§ **Records**:

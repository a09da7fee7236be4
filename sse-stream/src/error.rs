//! Error types for event streaming

use std::io;
use thiserror::Error;

/// Result type alias using the crate [`Error`]
pub type Result<T> = std::result::Result<T, Error>;

/// Errors produced while configuring or driving an event stream
#[derive(Debug, Error)]
pub enum Error {
    /// Configuration error
    #[error("Configuration error: {0}")]
    Config(Box<figment::Error>),

    /// Configuration values that load but cannot be used
    #[error("Invalid configuration: {0}")]
    InvalidConfig(String),

    /// The response target cannot push bytes to the client incrementally
    #[error("Response target does not support incremental flushing")]
    FlushUnsupported,

    /// Writing the `event:` line of an event failed
    #[error("Error writing event name: {0}")]
    EventName(#[source] io::Error),

    /// Writing the data lines or the terminator of an event failed
    #[error("Relay write failed: {0}")]
    Relay(#[source] io::Error),

    /// The connection context was cancelled while the operation was pending
    #[error("Stream cancelled")]
    Cancelled,

    /// The session no longer accepts events
    #[error("Session closed")]
    Closed,

    /// Serializing an event payload failed
    #[error("Serialization error: {0}")]
    Serialize(#[from] serde_json::Error),

    /// I/O error
    #[error("I/O error: {0}")]
    Io(#[from] io::Error),

    /// Internal error
    #[error("Internal error: {0}")]
    Internal(String),
}

impl Error {
    /// Whether the error means the client side of the stream is gone.
    ///
    /// Handlers use this to tell "stop producing" apart from failures of
    /// their own payload sources.
    #[must_use]
    pub fn is_disconnect(&self) -> bool {
        match self {
            Error::Cancelled | Error::Closed => true,
            Error::EventName(e) | Error::Relay(e) => matches!(
                e.kind(),
                io::ErrorKind::BrokenPipe
                    | io::ErrorKind::ConnectionReset
                    | io::ErrorKind::ConnectionAborted
                    | io::ErrorKind::UnexpectedEof
            ),
            _ => false,
        }
    }
}

impl From<figment::Error> for Error {
    fn from(err: figment::Error) -> Self {
        Error::Config(Box::new(err))
    }
}
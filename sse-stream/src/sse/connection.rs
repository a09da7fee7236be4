//! Per-connection identity and lifecycle bookkeeping.

use std::fmt;
use std::io;
use uuid::Uuid;

/// Unique identifier for an SSE connection.
#[derive(Debug, Clone, Copy, PartialEq, Eq, Hash)]
pub struct ConnectionId(Uuid);

impl ConnectionId {
    /// Create a new unique connection ID.
    #[must_use]
    pub fn new() -> Self {
        Self(Uuid::new_v4())
    }

    /// Get the underlying UUID.
    #[must_use]
    pub fn as_uuid(&self) -> Uuid {
        self.0
    }
}

impl Default for ConnectionId {
    fn default() -> Self {
        Self::new()
    }
}

impl fmt::Display for ConnectionId {
    fn fmt(&self, f: &mut fmt::Formatter<'_>) -> fmt::Result {
        write!(f, "{}", self.0)
    }
}

impl From<Uuid> for ConnectionId {
    fn from(uuid: Uuid) -> Self {
        Self(uuid)
    }
}

/// Lifecycle of one streaming connection.
///
/// `Starting` moves to `Streaming` once the response target passed the
/// flush capability check, or straight to `Closed` when it did not.
/// `Draining` covers teardown after the copy loop stopped.
#[derive(Debug, Clone, Copy, PartialEq, Eq)]
pub enum ConnectionState {
    /// Checking the response target and writing headers
    Starting,
    /// Handler, scheduler and copy loop are running
    Streaming,
    /// Copy loop stopped; cancelling the handler and stopping the scheduler
    Draining,
    /// Nothing left running for this connection
    Closed,
}

impl fmt::Display for ConnectionState {
    fn fmt(&self, f: &mut fmt::Formatter<'_>) -> fmt::Result {
        match self {
            ConnectionState::Starting => write!(f, "starting"),
            ConnectionState::Streaming => write!(f, "streaming"),
            ConnectionState::Draining => write!(f, "draining"),
            ConnectionState::Closed => write!(f, "closed"),
        }
    }
}

/// Why a connection left the `Streaming` state.
#[derive(Debug, Clone, Copy, PartialEq, Eq)]
pub enum CloseReason {
    /// The handler returned and every byte it produced was written.
    HandlerFinished,
    /// Writing or flushing to the client failed; the client went away.
    ClientDisconnected(io::ErrorKind),
    /// The request context was cancelled from outside (e.g. server shutdown).
    Cancelled,
}

impl CloseReason {
    /// Whether the client side ended the stream.
    #[must_use]
    pub fn is_disconnect(&self) -> bool {
        matches!(self, CloseReason::ClientDisconnected(_))
    }
}

impl fmt::Display for CloseReason {
    fn fmt(&self, f: &mut fmt::Formatter<'_>) -> fmt::Result {
        match self {
            CloseReason::HandlerFinished => write!(f, "handler finished"),
            CloseReason::ClientDisconnected(kind) => write!(f, "client disconnected ({kind})"),
            CloseReason::Cancelled => write!(f, "cancelled"),
        }
    }
}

§ **Problem requirements**: Please copy, exactly and with nothing else, the lines above beginning at the line that has "for this connection" and ending with the line that has "pub enum CloseReason".

§ **Response area**:
    /// Nothing left running for this connection
    Closed,
}

impl fmt::Display for ConnectionState {
    fn fmt(&self, f: &mut fmt::Formatter<'_>) -> fmt::Result {
        match self {
            ConnectionState::Starting => write!(f, "starting"),
            ConnectionState::Streaming => write!(f, "streaming"),
            ConnectionState::Draining => write!(f, "draining"),
            ConnectionState::Closed => write!(f, "closed"),
        }
    }
}

/// Why a connection left the `Streaming` state.
#[derive(Debug, Clone, Copy, PartialEq, Eq)]
pub enum CloseReason {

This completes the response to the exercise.